INSTRUCTIONS TO FOLLOW:
Among the lines of the records below, copy those that hold the word "derive".

RECORDS SUPPLIED:
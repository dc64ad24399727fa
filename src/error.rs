//! Error types for segdepth

use std::path::PathBuf;
use thiserror::Error;

use crate::config::ValidationError;

#[derive(Error, Debug)]
pub enum Error {
    #[error("Shape mismatch: expected {expected:?}, got {got:?}")]
    ShapeMismatch {
        expected: Vec<usize>,
        got: Vec<usize>,
    },

    #[error("Invalid input: {0}")]
    InvalidInput(String),

    #[error("Configuration error: {0}")]
    Config(#[from] ValidationError),

    #[error("Accelerator unavailable: {0}")]
    DeviceUnavailable(String),

    #[error("No checkpoint found at {}", .0.display())]
    CheckpointNotFound(PathBuf),

    #[error("Checkpoint {} is unreadable: {reason}", path.display())]
    CheckpointCorrupt { path: PathBuf, reason: String },

    #[error("Optimizer state mismatch: {0}")]
    OptimizerState(String),

    #[error("Dataset error: {0}")]
    Dataset(String),

    #[error("I/O error: {0}")]
    Io(#[from] std::io::Error),

    #[error("Serialization error: {0}")]
    Serialization(String),
}

impl Error {
    pub fn shape_mismatch(expected: &[usize], got: &[usize]) -> Self {
        Error::ShapeMismatch {
            expected: expected.to_vec(),
            got: got.to_vec(),
        }
    }

    /// True for the resume failures that degrade to a fresh start.
    pub fn is_recoverable_checkpoint(&self) -> bool {
        matches!(
            self,
            Error::CheckpointNotFound(_) | Error::CheckpointCorrupt { .. }
        )
    }
}

pub type Result<T> = std::result::Result<T, Error>;
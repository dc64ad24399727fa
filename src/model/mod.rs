//! Network contract and the bundled reference network
//!
//! The trainer only sees [`DepthCompletionModel`]: a forward pass from the
//! batched input to five output maps, a backward pass from the gradients of
//! those maps, and a named parameter table.

mod merge;
mod pixel_net;

pub use merge::{merge_parameters, MergeReport, SkipReason, MULTI_DEVICE_PREFIX};
pub use pixel_net::PixelNet;

use crate::io::ParamState;
use crate::{Result, Tensor};
use ndarray::{Array4, ArrayView4};
use serde::{Deserialize, Serialize};
use std::fmt;
use std::str::FromStr;

/// Everything a forward pass produces, each `[N, C, H, W]`
#[derive(Debug, Clone)]
pub struct ModelOutput {
    pub coarse_depth: Array4<f32>,
    pub depth_class: Array4<f32>,
    /// Refined depth; channel 0 is scored
    pub depth: Array4<f32>,
    /// Per-class logits
    pub segmentation: Array4<f32>,
    /// Extra network-specific output, unused by the objectives
    pub auxiliary: Option<Array4<f32>>,
}

/// Gradients of the combined loss with respect to each scored output
#[derive(Debug, Clone)]
pub struct OutputGrads {
    pub coarse_depth: Array4<f32>,
    pub depth_class: Array4<f32>,
    pub depth: Array4<f32>,
    pub segmentation: Array4<f32>,
}

/// A trainable depth completion network
pub trait DepthCompletionModel {
    fn kind(&self) -> ModelKind;

    /// Run the network on a `[N, C, H, W]` batch
    fn forward(&mut self, input: ArrayView4<'_, f32>, epoch: usize) -> Result<ModelOutput>;

    /// Accumulate parameter gradients for the last forward pass
    fn backward(&mut self, grads: &OutputGrads) -> Result<()>;

    fn parameters(&self) -> &[Tensor];

    /// Parameters in a stable order; optimizers key their buffers on it
    fn parameters_mut(&mut self) -> &mut [Tensor];

    /// Fully qualified names, parallel to [`DepthCompletionModel::parameters`]
    fn parameter_names(&self) -> &[String];

    /// Name prefix shared by every backbone parameter
    fn backbone_prefix(&self) -> &str {
        "backbone."
    }

    fn set_training(&mut self, training: bool);

    fn state(&self) -> ParamState {
        ParamState::from_named(
            self.kind().to_string(),
            self.parameter_names()
                .iter()
                .map(String::as_str)
                .zip(self.parameters()),
        )
    }

    /// Copy every compatible entry of `source`, names taken relative to `prefix`
    fn load_state(&mut self, source: &ParamState, prefix: &str) -> MergeReport {
        let names = self.parameter_names().to_vec();
        merge_parameters(&names, self.parameters_mut(), source, prefix)
    }
}

/// Closed set of networks selectable from configuration
#[derive(Debug, Clone, Copy, PartialEq, Eq, Serialize, Deserialize)]
#[serde(rename_all = "lowercase")]
pub enum ModelKind {
    PixelNet,
}

impl FromStr for ModelKind {
    type Err = String;

    fn from_str(s: &str) -> std::result::Result<Self, Self::Err> {
        match s.to_ascii_lowercase().replace(['-', '_'], "").as_str() {
            "pixelnet" => Ok(ModelKind::PixelNet),
            _ => Err(s.to_string()),
        }
    }
}

impl fmt::Display for ModelKind {
    fn fmt(&self, f: &mut fmt::Formatter<'_>) -> fmt::Result {
        match self {
            ModelKind::PixelNet => f.write_str("pixelnet"),
        }
    }
}

/// Shape of the network to build
#[derive(Debug, Clone, Copy, PartialEq)]
pub struct ModelSpec {
    pub kind: ModelKind,
    pub in_channels: usize,
    pub hidden: usize,
    pub classes: usize,
    pub seed: u64,
}

pub fn build_model(spec: &ModelSpec) -> Box<dyn DepthCompletionModel> {
    match spec.kind {
        ModelKind::PixelNet => Box::new(PixelNet::new(
            spec.in_channels,
            spec.hidden,
            spec.classes,
            spec.seed,
        )),
    }
}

WRITTEN ANSWER:
#[derive(Error, Debug)]
#[derive(Debug, Clone)]
#[derive(Debug, Clone)]
#[derive(Debug, Clone, Copy, PartialEq, Eq, Serialize, Deserialize)]
#[derive(Debug, Clone, Copy, PartialEq)]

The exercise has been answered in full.